The Bugs Doctor With a Passion For Music

by Emmanuel Ndawula

 

‘What inspired you to write this book?’ is a question I have been asked by many people including members of my family, friends and others. It can be answered in one sentence, ‘It was to share experience and information’. We are all witnesses of varies events in our lives. Some people like me have this urge to share these experiences with other people through conversation, art, drama writing, and music among others. I chose the last two as my media of communication.

There is something about writing that makes it so real and permanent. As far as music is concerned, I have always been interested in writing songs and performing to my family and close friends. The main thrust of the book was sharing the information I had as a microbiologist. Some friends and family did not know exactly what I did for a living. Once they discovered what I did, they would ask me questions about infections and check with me encounters with their healthcare providers.

This gave me the idea of empowering them as well as the general public so that they got the most out of the available services. They would be empowered at two levels: – 1) The first one would be when they report to their doctor. They would understand how their infections are managed through a concept I coined called descriptive diagnosis. For example, it would make sense why they needed or did not need an antibiotic. 2) When the doctor orders a microbiology test, I wanted them to have a glimpse of what goes on behind the scenes in the laboratory and how the quality of the reports that go back to their doctor affect the management of their infections.

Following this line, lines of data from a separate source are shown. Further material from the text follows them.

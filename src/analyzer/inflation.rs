use crate::model::{InflationAdjustment, InflationProjectionPoint, PriceSuggestion};
use crate::utils::round_cents;
use chrono::{Datelike, Months, NaiveDate, Utc};

/// Annual rate applied to any year missing from the benchmark table.
pub const DEFAULT_ANNUAL_RATE: f64 = 0.045;

/// Annual consumer price inflation by calendar year.
const BENCHMARK_RATES: &[(i32, f64)] = &[
    (2019, 0.018),
    (2020, 0.012),
    (2021, 0.047),
    (2022, 0.080),
    (2023, 0.041),
    (2024, 0.029),
    (2025, 0.027),
];

pub fn annual_rate(year: i32) -> f64 {
    BENCHMARK_RATES
        .iter()
        .find(|(y, _)| *y == year)
        .map(|(_, rate)| *rate)
        .unwrap_or(DEFAULT_ANNUAL_RATE)
}

/// Whole calendar months from `from` to `to`; zero when `to` is not after `from`.
pub fn months_between(from: NaiveDate, to: NaiveDate) -> u32 {
    if to <= from {
        return 0;
    }
    let mut months =
        (to.year() - from.year()) * 12 + to.month() as i32 - from.month() as i32;
    if to.day() < from.day() {
        months -= 1;
    }
    months.max(0) as u32
}

/// Growth factor minus one after compounding `months` months from `start`.
/// Each month uses one twelfth of the annual rate of the year it falls in.
pub fn cumulative_inflation(start: NaiveDate, months: u32) -> f64 {
    let factor = (0..months).fold(1.0, |factor, i| {
        let month_index = start.month0() + i;
        let year = start.year() + (month_index / 12) as i32;
        factor * (1.0 + annual_rate(year) / 12.0)
    });
    factor - 1.0
}

/// Same as [`calculate_inflation_impact_at`], measured up to today's UTC date.
pub fn calculate_inflation_impact(
    current_price: f64,
    customer_count: u32,
    last_increase_date: NaiveDate,
) -> InflationAdjustment {
    calculate_inflation_impact_at(
        current_price,
        customer_count,
        last_increase_date,
        Utc::now().date_naive(),
    )
}

/// Price that restores purchasing power lost since the last increase, and
/// the annual revenue the whole base would recover by moving to it.
pub fn calculate_inflation_impact_at(
    current_price: f64,
    customer_count: u32,
    last_increase_date: NaiveDate,
    today: NaiveDate,
) -> InflationAdjustment {
    let months = months_between(last_increase_date, today);
    let cumulative = cumulative_inflation(last_increase_date, months);
    let recommended_new_price = current_price * (1.0 + cumulative);

    InflationAdjustment {
        current_price,
        last_price_increase_date: last_increase_date,
        months_since_price_increase: months,
        cumulative_inflation_impact: cumulative,
        recommended_new_price,
        potential_recovery: (recommended_new_price - current_price)
            * f64::from(customer_count)
            * 12.0,
    }
}

/// Month-by-month outlook if the price stays frozen from `start` onwards.
pub fn project_inflation_scenario(
    current_price: f64,
    customer_count: u32,
    start: NaiveDate,
    months_ahead: u32,
) -> Vec<InflationProjectionPoint> {
    (1..=months_ahead)
        .filter_map(|month| {
            let date = start.checked_add_months(Months::new(month))?;
            let cumulative = cumulative_inflation(start, month);
            let projected_price = current_price * (1.0 + cumulative);
            Some(InflationProjectionPoint {
                month,
                date,
                cumulative_inflation: cumulative,
                projected_price,
                revenue_at_risk: (projected_price - current_price)
                    * f64::from(customer_count)
                    * 12.0,
            })
        })
        .collect()
}

pub fn suggest_price_adjustment(
    adjustment: &InflationAdjustment,
    sector: &str,
    region: &str,
) -> PriceSuggestion {
    let adjustment_percentage = (adjustment.cumulative_inflation_impact * 100.0).max(0.0);
    PriceSuggestion {
        suggested_price: round_cents(adjustment.recommended_new_price),
        adjustment_percentage,
        reasoning: format!(
            "Inflation benchmarks for {} ({}) over {} months since the last price increase call for a {:.1}% adjustment.",
            sector, region, adjustment.months_since_price_increase, adjustment_percentage
        ),
    }
}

Good laboratories do not work in isolation. They have to be in well-managed hospitals which in turn have to be in well run national service or good healthcare system. The book goes in some depth of how this could be achieved. I was able to do this because I had first-hand experience having worked in the UK National Health Service for thirty six years as well as working for a private hospital for thirty years. There are many individuals and groups all over the world, working hard to raise sepsis awareness in order to reduce the number of deaths caused by this treatable condition. One hopes that revealing what a microbiologist does day to day will be of interest to many such people. I also share my experiences of other activities that were part of my job. These included interviews, meetings and teaching among others. I hope these will resonate with people with similar experiences. I quoted incidences to demonstrate my belief in competence, hard work and reward.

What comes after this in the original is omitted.